The price for taxi cab medallions is falling across the country, reports the New York Times, as the long-entrenched system is facing stiff competition from startup car dispatch competitors like Uber and Lyft.
The average price of an individual New York City taxi medallion fell to $872,000 in October, down 17 percent from a peak reached in the spring of 2013, according to an analysis of sales data. Previous figures published by the city’s Taxi and Limousine Commission — showing flat prices — appear to have been incorrect, and the commission removed them from its website after an inquiry from The New York Times.
In other big cities, medallion prices are also falling, often in conjunction with a sharp decline in sales volume. In Chicago, prices are down 17 percent. In Boston, they’re down at least 20 percent, though it’s hard to establish an exact market price because there have been only five trades since July. In Philadelphia, the taxi authority recently failed to sell any medallions at its asking price of $475,000; it will try again, at $350,000.
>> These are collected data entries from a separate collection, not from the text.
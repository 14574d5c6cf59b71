//! Where lint results go.
//!
//! The scheduler reports through [`DiagnosticPublisher`]; the LSP transport
//! implements it by sending notifications to the editor. [`DiagnosticsStore`]
//! keeps the last published set per document for status queries.

use std::collections::HashMap;
use std::sync::{Mutex, PoisonError};

use tsqlls_types::{DiagnosticsSnapshot, LintDiagnostic};
use url::Url;

/// Sink for lint results and user-facing warnings.
pub trait DiagnosticPublisher: Send + Sync {
    /// Replace the diagnostics shown for `uri`. Empty clears them.
    fn publish(&self, uri: &Url, diagnostics: Vec<LintDiagnostic>);

    /// Non-modal warning shown to the user.
    fn show_warning(&self, message: &str);

    /// Warning written to the editor's output log only.
    fn log_warning(&self, message: &str);
}

/// Last published diagnostics per document.
#[derive(Debug, Clone, Default)]
pub struct DiagnosticsStore {
    data: HashMap<Url, Vec<LintDiagnostic>>,
}

impl DiagnosticsStore {
    #[must_use]
    pub fn new() -> Self {
        Self::default()
    }

    pub fn update(&mut self, uri: Url, items: Vec<LintDiagnostic>) {
        if items.is_empty() {
            self.data.remove(&uri);
        } else {
            self.data.insert(uri, items);
        }
    }

    #[must_use]
    pub fn get(&self, uri: &Url) -> Option<&[LintDiagnostic]> {
        self.data.get(uri).map(Vec::as_slice)
    }

    #[must_use]
    pub fn snapshot(&self) -> DiagnosticsSnapshot {
        let mut documents: Vec<(String, Vec<LintDiagnostic>)> = self
            .data
            .iter()
            .map(|(uri, items)| (uri.to_string(), items.clone()))
            .collect();

        // Documents with errors first, then by URI.
        documents.sort_by(|a, b| {
            let a_has_errors = a.1.iter().any(|d| d.severity().is_error());
            let b_has_errors = b.1.iter().any(|d| d.severity().is_error());
            b_has_errors.cmp(&a_has_errors).then_with(|| a.0.cmp(&b.0))
        });

        DiagnosticsSnapshot::new(documents)
    }
}

/// Publisher that records everything it receives, for tests.
#[derive(Debug, Default)]
pub struct RecordingPublisher {
    state: Mutex<Recorded>,
}

#[derive(Debug, Default, Clone)]
pub struct Recorded {
    /// Every publish call, in order.
    pub published: Vec<(Url, Vec<LintDiagnostic>)>,
    pub warnings: Vec<String>,
    pub logged: Vec<String>,
    /// What the editor is currently showing.
    pub store: DiagnosticsStore,
}

impl RecordingPublisher {
    #[must_use]
    pub fn new() -> Self {
        Self::default()
    }

    /// Copy of everything recorded so far.
    #[must_use]
    pub fn recorded(&self) -> Recorded {
        self.state
            .lock()
            .unwrap_or_else(PoisonError::into_inner)
            .clone()
    }

    /// Number of publish calls for `uri`.
    #[must_use]
    pub fn publish_count(&self, uri: &Url) -> usize {
        self.recorded()
            .published
            .iter()
            .filter(|(u, _)| u == uri)
            .count()
    }

    /// Most recent publish for `uri`.
    #[must_use]
    pub fn last_published(&self, uri: &Url) -> Option<Vec<LintDiagnostic>> {
        self.recorded()
            .published
            .iter()
            .rev()
            .find(|(u, _)| u == uri)
            .map(|(_, items)| items.clone())
    }
}

impl DiagnosticPublisher for RecordingPublisher {
    fn publish(&self, uri: &Url, diagnostics: Vec<LintDiagnostic>) {
        let mut state = self.state.lock().unwrap_or_else(PoisonError::into_inner);
        state.store.update(uri.clone(), diagnostics.clone());
        state.published.push((uri.clone(), diagnostics));
    }

    fn show_warning(&self, message: &str) {
        let mut state = self.state.lock().unwrap_or_else(PoisonError::into_inner);
        state.warnings.push(message.to_string());
    }

    fn log_warning(&self, message: &str) {
        let mut state = self.state.lock().unwrap_or_else(PoisonError::into_inner);
        state.logged.push(message.to_string());
    }
}
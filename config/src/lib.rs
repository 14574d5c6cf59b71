//! Configuration loading and settings resolution.
//!
//! Lint settings resolve in three layers, each a shallow field-by-field
//! override of the one below:
//!
//! 1. built-in defaults ([`LintSettings::default`])
//! 2. the `[lint]` table of `~/.tsqlls/config.toml`
//! 3. the `tsqllint` section the editor returns from `workspace/configuration`
//!
//! A field that fails to parse or validate is skipped with a warning; the
//! lower layer's value stays in effect.
//!
//! ```toml
//! [lint]
//! run_on_save = true
//! run_on_type = true
//! debounce_ms = 300
//! timeout_ms = 15000
//! path = "${HOME}/.dotnet/tools/tsqllint"
//! config_path = "${HOME}/.tsqllintrc"
//!
//! [log]
//! level = "debug"
//! ```

use std::env;
use std::path::{Path, PathBuf};

use serde::Deserialize;
use serde::de::DeserializeOwned;
use serde_json::Value;
use tsqlls_types::{LintSettings, LintSettingsBuilder};

/// Settings section requested from the editor.
pub const HOST_SECTION: &str = "tsqllint";

#[derive(Debug, thiserror::Error)]
pub enum ConfigError {
    #[error("failed to read config at {}: {source}", path.display())]
    Read {
        path: PathBuf,
        source: std::io::Error,
    },
    #[error("failed to parse config at {}: {source}", path.display())]
    Parse {
        path: PathBuf,
        source: toml::de::Error,
    },
}

impl ConfigError {
    pub fn path(&self) -> &Path {
        match self {
            ConfigError::Read { path, .. } | ConfigError::Parse { path, .. } => path,
        }
    }
}

/// Contents of the server's own TOML config file.
#[derive(Debug, Default, Deserialize)]
pub struct ServerConfig {
    pub lint: Option<LintOverrides>,
    pub log: Option<LogConfig>,
}

#[derive(Debug, Default, Deserialize)]
pub struct LogConfig {
    /// `tracing` filter directive used when `RUST_LOG` is unset (e.g. "debug").
    pub level: Option<String>,
}

/// One override layer. `None` means "keep the lower layer's value".
#[derive(Debug, Clone, Default, PartialEq, Eq, Deserialize)]
pub struct LintOverrides {
    pub run_on_save: Option<bool>,
    pub run_on_type: Option<bool>,
    pub debounce_ms: Option<u64>,
    pub timeout_ms: Option<u64>,
    pub path: Option<String>,
    pub config_path: Option<String>,
}

impl LintOverrides {
    /// Read the editor's settings object (camelCase keys).
    ///
    /// Anything that is not an object yields no overrides. Fields of the wrong
    /// type are skipped individually; `null` counts as absent.
    #[must_use]
    pub fn from_host(value: &Value) -> Self {
        let Some(object) = value.as_object() else {
            if !value.is_null() {
                tracing::warn!("Ignoring non-object {HOST_SECTION} settings: {value}");
            }
            return Self::default();
        };

        fn field<T: DeserializeOwned>(
            object: &serde_json::Map<String, Value>,
            key: &str,
        ) -> Option<T> {
            let raw = object.get(key).filter(|v| !v.is_null())?;
            match serde_json::from_value(raw.clone()) {
                Ok(value) => Some(value),
                Err(e) => {
                    tracing::warn!(key, "Ignoring invalid {HOST_SECTION} setting: {e}");
                    None
                }
            }
        }

        Self {
            run_on_save: field(object, "runOnSave"),
            run_on_type: field(object, "runOnType"),
            debounce_ms: field(object, "debounceMs"),
            timeout_ms: field(object, "timeoutMs"),
            path: field(object, "path"),
            config_path: field(object, "configPath"),
        }
    }

    /// Override `base` field by field.
    #[must_use]
    pub fn apply_to(&self, base: &LintSettings) -> LintSettings {
        let mut settings = base.clone();
        if let Some(value) = self.run_on_save {
            settings = with_field(settings, "run_on_save", |b| b.run_on_save(value));
        }
        if let Some(value) = self.run_on_type {
            settings = with_field(settings, "run_on_type", |b| b.run_on_type(value));
        }
        if let Some(value) = self.debounce_ms {
            settings = with_field(settings, "debounce_ms", |b| b.debounce_ms(value));
        }
        if let Some(value) = self.timeout_ms {
            settings = with_field(settings, "timeout_ms", |b| b.timeout_ms(value));
        }
        if let Some(value) = &self.path {
            let expanded = expand_env_vars(value);
            settings = with_field(settings, "path", |b| b.path(Some(expanded)));
        }
        if let Some(value) = &self.config_path {
            let expanded = expand_env_vars(value);
            settings = with_field(settings, "config_path", |b| b.config_path(Some(expanded)));
        }
        settings
    }
}

fn with_field(
    current: LintSettings,
    field: &str,
    apply: impl FnOnce(LintSettingsBuilder) -> LintSettingsBuilder,
) -> LintSettings {
    match apply(current.to_builder()).build() {
        Ok(next) => next,
        Err(e) => {
            tracing::warn!(field, "Ignoring setting: {e}");
            current
        }
    }
}

/// Resolve the effective settings from the file layer and the editor's layer.
#[must_use]
pub fn resolve_settings(file: Option<&ServerConfig>, host: Option<&Value>) -> LintSettings {
    let mut settings = LintSettings::default();
    if let Some(lint) = file.and_then(|config| config.lint.as_ref()) {
        settings = lint.apply_to(&settings);
    }
    if let Some(host) = host {
        settings = LintOverrides::from_host(host).apply_to(&settings);
    }
    settings
}

/// Replace `${VAR}` with the variable's value (empty when unset).
pub fn expand_env_vars(value: &str) -> String {
    let mut out = String::with_capacity(value.len());
    let mut rest = value;

    while let Some(start) = rest.find("${") {
        let after = &rest[start + 2..];
        let Some(end) = after.find('}') else {
            break;
        };
        out.push_str(&rest[..start]);
        let var = &after[..end];
        if !var.is_empty() {
            out.push_str(&env::var(var).unwrap_or_default());
        }
        rest = &after[end + 1..];
    }

    out.push_str(rest);
    out
}

impl ServerConfig {
    /// Load `~/.tsqlls/config.toml`. A missing file is `Ok(None)`.
    pub fn load() -> Result<Option<Self>, ConfigError> {
        match config_path() {
            Some(path) => Self::load_from(&path),
            None => Ok(None),
        }
    }

    pub fn load_from(path: &Path) -> Result<Option<Self>, ConfigError> {
        if !path.exists() {
            return Ok(None);
        }

        let content = std::fs::read_to_string(path).map_err(|source| {
            tracing::warn!("Failed to read config at {}: {source}", path.display());
            ConfigError::Read {
                path: path.to_path_buf(),
                source,
            }
        })?;

        toml::from_str(&content).map(Some).map_err(|source| {
            tracing::warn!("Failed to parse config at {}: {source}", path.display());
            ConfigError::Parse {
                path: path.to_path_buf(),
                source,
            }
        })
    }

    #[must_use]
    pub fn path() -> Option<PathBuf> {
        config_path()
    }

    /// Filter directive from `[log] level`, if set.
    #[must_use]
    pub fn log_level(&self) -> Option<&str> {
        self.log.as_ref().and_then(|log| log.level.as_deref())
    }
}

#[must_use]
pub fn config_path() -> Option<PathBuf> {
    dirs::home_dir().map(|home| home.join(".tsqlls").join("config.toml"))
}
The old regulated taxi system was one of the classic examples of the blue model system: a regulated, quasi-monopoly that seemed to many people to be the best and indeed the only way to combine the ideals of protection for consumers and a decent living for providers of services. Over time the taxi system everywhere tended to become less effective if only because of a tendency toward regulatory capture by crony capitalists—often, owners of companies who owned many of the artificially limited taxi medallions—who channeled campaign contributions and other sources of influence into focused efforts to limit the supply of medallions, raising prices for consumers and, often, leading to low incomes for the drivers who had to lease medallions at high prices from the handful of sources.Consumer discontent with the old system, plus driver discontent (many drivers report better earnings and more flexible incomes from the internet-empowered dispatch services), plus the technological advancements and creative entrepreneurial thinking that mades it possible for Uber and Lyft to replace both Manhattan style street taxis and the car dispatching services found in many other cities, is now driving the destruction of the old system.The new system won’t be problem free, and there may still be the need for some forms of regulation—cars for hire will need certain types of liability insurance and so on—but the old system is so cumbersome and so deeply corroded by cronyism that it no longer works as well as it used to work or serves the public interest as effectively as, perhaps, it once did.This is only one illustration of the wave of creative destruction now sweeping through American life. We shouldn’t be naive about it—change always brings problems, and change this big and this complex isn’t going to be easy. Not all the experiments will work out well, and companies that start out sleek and cute could well morph into gargantuan, market distorting monopolies of their own in time. But none of that changes the reality that more and more elements of the blue model have reached their sell by dates.